OH and finn/poe’s dynamic in this movie was weirdly belligerent and i didnt get it. maybe because these two didn’t get to spend enough time together in TFA or TLJ to set this up, but having them act like #married rebel veterans who’ve been together for years and resent each other was...weird. they jumped into this snippy, almost aggressive banter waaay too fast. i know folks think they should’ve let them be gay, and while i would not be opposed since they have a lot of chemistry....i...actually....maybe....ship finn with rey more.
yes folks, this movie actually made me ship finnrey more. 

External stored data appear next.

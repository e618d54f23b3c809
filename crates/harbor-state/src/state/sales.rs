//! Cart handling and checkout.
//!
//! ## Checkout
//! ```text
//! ┌─────────────────────────────────────────────────────────────────────────┐
//! │                                                                         │
//! │  validate ────────────────────────────────────────────  nothing changed │
//! │    cart not empty                                        on any error   │
//! │    cashier has an Active shift                                          │
//! │    every cart product exists                                            │
//! │    customer exists (when given)                                         │
//! │    payment method exists and is usable at the shift's outlet            │
//! │    total (cart + active taxes) is positive                              │
//! │        │                                                                │
//! │        ▼                                                                │
//! │  apply                                                                  │
//! │    1. stock -= qty for every line at the shift's outlet                 │
//! │    2. sale record, newest first                                         │
//! │    3. cash only: Cash In "Sale #<id>" by the system user                │
//! │    4. cart cleared                                                      │
//! │                                                                         │
//! └─────────────────────────────────────────────────────────────────────────┘
//! ```

use harbor_core::cart::validate_cart_lines;
use harbor_core::shift::SALE_SOURCE_PREFIX;
use harbor_core::validation::validate_positive_amount;
use harbor_core::{
    stock, Cart, CartItem, CartTotals, CashflowType, CoreError, NewCashflow, SaleLine,
    SalesTransaction, ValidationError, PAYMENT_CASH,
};
use tracing::{debug, info};

use super::{AppState, StateResult};
use crate::error::ApiError;

impl AppState {
    // =========================================================================
    // Cart
    // =========================================================================

    /// Adds a product to the cart, merging with an existing line.
    pub fn add_to_cart(&mut self, product_id: &str, quantity: i64) -> StateResult<&Cart> {
        let product = self
            .products
            .iter()
            .find(|p| p.id == product_id)
            .ok_or_else(|| ApiError::from(CoreError::not_found("Product", product_id)))?;

        self.cart.add_item(product, quantity)?;
        debug!(product_id = %product_id, quantity, lines = self.cart.item_count(), "Added to cart");
        Ok(&self.cart)
    }

    /// A quantity of zero or less removes the line.
    pub fn update_cart_quantity(&mut self, product_id: &str, quantity: i64) -> StateResult<&Cart> {
        self.cart.update_quantity(product_id, quantity)?;
        Ok(&self.cart)
    }

    pub fn remove_from_cart(&mut self, product_id: &str) -> StateResult<&Cart> {
        self.cart.remove_item(product_id)?;
        Ok(&self.cart)
    }

    pub fn clear_cart(&mut self) -> &Cart {
        self.cart.clear();
        &self.cart
    }

    /// Totals for the current cart under the active tax rules.
    pub fn cart_totals(&self) -> StateResult<CartTotals> {
        Ok(self.cart.totals(&self.active_taxes())?)
    }

    /// Totals for an arbitrary list of lines under the active tax rules.
    ///
    /// The lines get the cart's quantity limits before the engine runs.
    pub fn compute_cart_totals(&self, items: &[CartItem]) -> StateResult<CartTotals> {
        validate_cart_lines(items)?;
        Ok(harbor_core::tax::compute_cart_totals(
            items,
            &self.active_taxes(),
        )?)
    }

    // =========================================================================
    // Checkout
    // =========================================================================

    /// Turns the cart into a sale.
    ///
    /// All checks run before the first mutation, so the stock decrement,
    /// the sale record and the cash entry land together or not at all.
    pub fn complete_sale(
        &mut self,
        customer_id: Option<&str>,
        payment_method: &str,
    ) -> StateResult<SalesTransaction> {
        if self.cart.is_empty() {
            return Err(ValidationError::EmptyCart.into());
        }

        let shift = self.active_shift().ok_or(CoreError::NoActiveShift)?;
        let outlet_id = shift.outlet_id.clone();
        let cashier_id = shift.cashier_id.clone();

        for item in &self.cart.items {
            self.require_product(&item.product_id)?;
        }

        let customer_id = customer_id.map(str::trim).filter(|c| !c.is_empty());
        if let Some(id) = customer_id {
            if !self.customers.iter().any(|c| c.id == id) {
                return Err(CoreError::not_found("Customer", id).into());
            }
        }

        let method = self.require_payment_method(payment_method)?;
        if !method.is_available_at(&outlet_id) {
            return Err(ApiError::validation(format!(
                "Payment method {} is not available at outlet {}",
                method.name, outlet_id
            )));
        }

        let total = self.cart_totals()?.total.rounded();
        validate_positive_amount("sale total", total)?;

        let lines: Vec<SaleLine> = self.cart.items.iter().map(CartItem::to_sale_line).collect();
        let now = self.now();
        let sale = SalesTransaction {
            id: uuid::Uuid::new_v4().to_string(),
            outlet_id: outlet_id.clone(),
            date: now.date_naive(),
            total_amount: total,
            payment_method: payment_method.to_string(),
            cashier_id,
            customer_id: customer_id.map(str::to_string),
            items: lines,
        };

        stock::apply_sale(&mut self.products, &outlet_id, &sale.items)?;
        self.sales.insert(0, sale.clone());

        if sale.payment_method == PAYMENT_CASH {
            let entry = NewCashflow {
                outlet_id: outlet_id.clone(),
                cashflow_type: CashflowType::CashIn,
                amount: sale.total_amount,
                source: format!("{} #{}", SALE_SOURCE_PREFIX, sale.id),
                notes: None,
                date_time: Some(now),
            };
            let user = self.config.session.system_user.clone();
            self.cashflow.record(entry, &user, now)?;
        }

        self.cart.clear();
        self.warn_if_low_stock(sale.items.iter().map(|l| l.product_id.as_str()), &outlet_id);

        info!(
            sale_id = %sale.id,
            outlet_id = %sale.outlet_id,
            total = %sale.total_amount,
            payment_method = %sale.payment_method,
            lines = sale.items.len(),
            "Sale completed"
        );
        Ok(sale)
    }
}

#[cfg(test)]
mod tests {
    use super::*;
    use crate::error::ErrorCode;
    use harbor_core::{
        Customer, Money, Outlet, PaymentMethod, Product, RecordStatus, StockLevel, Tax,
        TaxApplyTo, TaxRate, TaxType, PAYMENT_CARD,
    };
    use rust_decimal_macros::dec;

    fn seeded() -> AppState {
        let mut state = AppState::default();
        state
            .save_outlet(Outlet {
                id: "o-1".to_string(),
                name: "Main".to_string(),
                address: None,
                contact_phone: None,
            })
            .unwrap();
        state
            .save_product(Product {
                id: "p-1".to_string(),
                name: "Cola 500ml".to_string(),
                sku: "BEV-001".to_string(),
                barcode: None,
                price: Money::from_cents(1000),
                cost: Money::from_cents(600),
                category_id: "4".to_string(),
                stock_levels: vec![StockLevel {
                    outlet_id: "o-1".to_string(),
                    quantity: 10,
                }],
                low_stock_threshold: 2,
            })
            .unwrap();
        state
            .save_tax(Tax {
                id: "vat".to_string(),
                name: "VAT".to_string(),
                rate: TaxRate::from_percent(dec!(10)),
                tax_type: TaxType::Exclusive,
                apply_to: TaxApplyTo::All,
                category_ids: vec![],
                status: RecordStatus::Active,
            })
            .unwrap();
        for id in [PAYMENT_CASH, PAYMENT_CARD] {
            state
                .save_payment_method(PaymentMethod {
                    id: id.to_string(),
                    name: id.to_uppercase(),
                    status: RecordStatus::Active,
                    outlet_ids: vec!["o-1".to_string()],
                })
                .unwrap();
        }
        state
    }

    #[test]
    fn test_add_to_cart_unknown_product() {
        let mut state = seeded();
        let err = state.add_to_cart("p-9", 1).unwrap_err();
        assert_eq!(err.code, ErrorCode::NotFound);
    }

    #[test]
    fn test_cart_totals_use_active_taxes() {
        let mut state = seeded();
        state.add_to_cart("p-1", 2).unwrap();

        let totals = state.cart_totals().unwrap();
        assert_eq!(totals.subtotal, Money::from_cents(2000));
        assert_eq!(totals.tax_breakdown["VAT (10%)"], Money::from_cents(200));
        assert_eq!(totals.total, Money::from_cents(2200));
    }

    #[test]
    fn test_cart_quantity_updates() {
        let mut state = seeded();
        state.add_to_cart("p-1", 2).unwrap();
        assert_eq!(state.update_cart_quantity("p-1", 5).unwrap().total_quantity(), 5);
        assert!(state.update_cart_quantity("p-1", 0).unwrap().is_empty());
        assert!(state.remove_from_cart("p-1").is_err());
    }

    #[test]
    fn test_checkout_requires_cart_and_shift() {
        let mut state = seeded();
        let err = state.complete_sale(None, PAYMENT_CASH).unwrap_err();
        assert_eq!(err.message, "Cannot checkout with an empty cart");

        state.add_to_cart("p-1", 1).unwrap();
        let err = state.complete_sale(None, PAYMENT_CASH).unwrap_err();
        assert_eq!(err.code, ErrorCode::InvalidState);
        assert_eq!(state.cart().item_count(), 1);
    }

    #[test]
    fn test_cash_sale_applies_every_effect() {
        let mut state = seeded();
        state.start_shift(Money::from_cents(50000), None).unwrap();
        state.add_to_cart("p-1", 3).unwrap();

        let sale = state.complete_sale(None, PAYMENT_CASH).unwrap();

        assert_eq!(sale.total_amount, Money::from_cents(3300));
        assert_eq!(sale.items[0].price, Money::from_cents(1000));
        assert_eq!(state.sales().len(), 1);
        assert_eq!(state.product("p-1").unwrap().quantity_at("o-1"), 7);
        assert!(state.cart().is_empty());

        let entry = &state.cashflow().entries()[0];
        assert_eq!(entry.source, format!("Sale #{}", sale.id));
        assert_eq!(entry.amount, Money::from_cents(3300));
        assert_eq!(entry.user, "System");
    }

    #[test]
    fn test_card_sale_has_no_cash_entry() {
        let mut state = seeded();
        state.start_shift(Money::zero(), None).unwrap();
        state.add_to_cart("p-1", 1).unwrap();

        state.complete_sale(None, PAYMENT_CARD).unwrap();
        assert!(state.cashflow().is_empty());
        assert_eq!(state.product("p-1").unwrap().quantity_at("o-1"), 9);
    }

    #[test]
    fn test_failed_checkout_changes_nothing() {
        let mut state = seeded();
        state.start_shift(Money::zero(), None).unwrap();
        state.add_to_cart("p-1", 2).unwrap();

        let err = state.complete_sale(Some("c-404"), PAYMENT_CASH).unwrap_err();
        assert_eq!(err.code, ErrorCode::NotFound);

        let err = state.complete_sale(None, "voucher").unwrap_err();
        assert_eq!(err.message, "Payment method not found: voucher");

        state.delete_product("p-1").unwrap();
        assert!(state.complete_sale(None, PAYMENT_CASH).is_err());

        assert!(state.sales().is_empty());
        assert!(state.cashflow().is_empty());
        assert_eq!(state.cart().item_count(), 1);
    }

    #[test]
    fn test_sale_records_customer() {
        let mut state = seeded();
        state
            .save_customer(Customer {
                id: "c-1".to_string(),
                name: "Neo".to_string(),
                email: String::new(),
                phone: String::new(),
                loyalty_points: 0,
                total_purchases: Money::zero(),
                last_purchase_date: None,
                status: RecordStatus::Active,
                outlet_ids: vec![],
            })
            .unwrap();
        state.start_shift(Money::zero(), None).unwrap();
        state.add_to_cart("p-1", 1).unwrap();

        let sale = state.complete_sale(Some("c-1"), PAYMENT_CARD).unwrap();
        assert_eq!(sale.customer_id.as_deref(), Some("c-1"));
    }

    #[test]
    fn test_payment_method_must_be_usable_at_outlet() {
        let mut state = seeded();
        state
            .save_payment_method(PaymentMethod {
                id: "digital".to_string(),
                name: "Mobile Money".to_string(),
                status: RecordStatus::Inactive,
                outlet_ids: vec!["o-1".to_string()],
            })
            .unwrap();
        state.start_shift(Money::zero(), None).unwrap();
        state.add_to_cart("p-1", 1).unwrap();

        let err = state.complete_sale(None, "digital").unwrap_err();
        assert_eq!(err.code, ErrorCode::ValidationError);
        assert!(state.sales().is_empty());
    }
}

i think it’s the fact that they finally addressed force-sensitive finn, although they did it in a pretty lame fashion. but at least they did (there were many missed opportunities where finn could’ve acted on his force-sensitivity. that scene where rey and kylo both wrestle-levitate that ship in the sky...and finn just watches from the sidelines...instead of trying to control it too...OLD LADY SIGH). anyway, rey and finn’s connection within the force was subtle and i liked it. i liked the unspoken yearning between them that felt a bit more mature here than in previous films. the final 2019 twist is that i’m tentatively back on finnrey (2015 me also liked them but i quickly lost interest when finn was infantilized and then put into a coma...). 
i DIDN’T like that finn/rose was totally forgotten (not a pair i ship but rose nearly died for him...wtf). and i also don’t think the finn/rey/poe trio works...as a trio. there was this painful scene towards the beginning of the movie where poe and rey started levelling playful insults at each other and it was awwwwfuuuuul. it felt like recycled marvel humor. and it got worse when it was the three of them bantering. they could have been a really fun trio if they had actually spent more time together in previous movies. here it felt really forced, sorry. 
oh yeah, the chewie medallion scene...less painful than i thought it would be. chewie mourning leia, though? oooouch, i felt that. probably only really heartfelt moment in this movie (i’ve written elsewhere how i think the ben/han moment was robbed of its weight, though i can see why people love it). 
in terms of comedy, though, hux’s death has to be number one.
anyway! glad this is over and done with. maybe now they’ll start telling star wars stories that don’t always involve the “empire” and the rebels or the fkin skywalkers. here’s to hoping. 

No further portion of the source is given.